I flew back from 75 degree sunny Arizona weather two days ago to 10 degrees and snow in Boulder. There have been VERY few days, so far, I would have described Boulder as cold (unmanageably so for me), but the last couple would be described as such.

Yesterday it was 9 degrees. Lovely. I was one of the few seriously deranged people who swam outside. I admit that the FAC water is warm but man-oh-man, the run to and from the indoors elicited quite a yalp!
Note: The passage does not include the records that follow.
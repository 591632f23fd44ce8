mod file;
mod stdio;

pub use self::{
    file::{RookFile, RookRead, RookWrite},
    stdio::{SystemStderr, SystemStdin, SystemStdout, Unavailable},
};

use crate::Error;

/// Converts an I/O error into a runtime error
pub fn map_io_err(e: std::io::Error) -> Error {
    e.to_string().into()
}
Denny Meeker was the other freak in the pool with me. We rallied and Denny decided to join my workout. After our 5 x 200 set, we did a 4 x 150 pull set. Before which, a man jumped into my lane. Denny, the guy and I chatted a bit before we started, the guy said he hadn't been in the pool for a while, was really out of shape, yada yada, and soon enough Denny and I began our set. After we finished the first 150 and were stopped at the wall, I teasingly said to Denny, "Single man in the pool, babeee!" (Denny is dating our favorite, Laura Tingle, so I certainly wasn't meaning him.) He spit out some water in a giggle at my comment as we pushed off for the second one.

At the wall this time I smiled coyly to say, "Single woman under 35 looks down at his shorts. Single woman over 35 looks down at his left hand!" :) Denny laughed out loud at that.
"That's funny, Sharpie!", he laughed.

As we began the 3rd one, a woman got into Denny's lane (next to mine). Bless her heart, she was loaded up with all kinds of gear.
"Bless her heart", by the way, is the southern, polite code for "stupid, F*** idiot". :) By the time Denny and I finished up our 4th one, the woman was wearing swimmer gloves, flippers, and a scuba mask with snorkel! I kid you not. I saw that and couldn't help but start to laugh, I'm sorry. Combine that with my lane-mate who, true to his word of being out of shape, was flopping all over the lane like a fish out of water -- it was a FREAK SHOW going on the pool.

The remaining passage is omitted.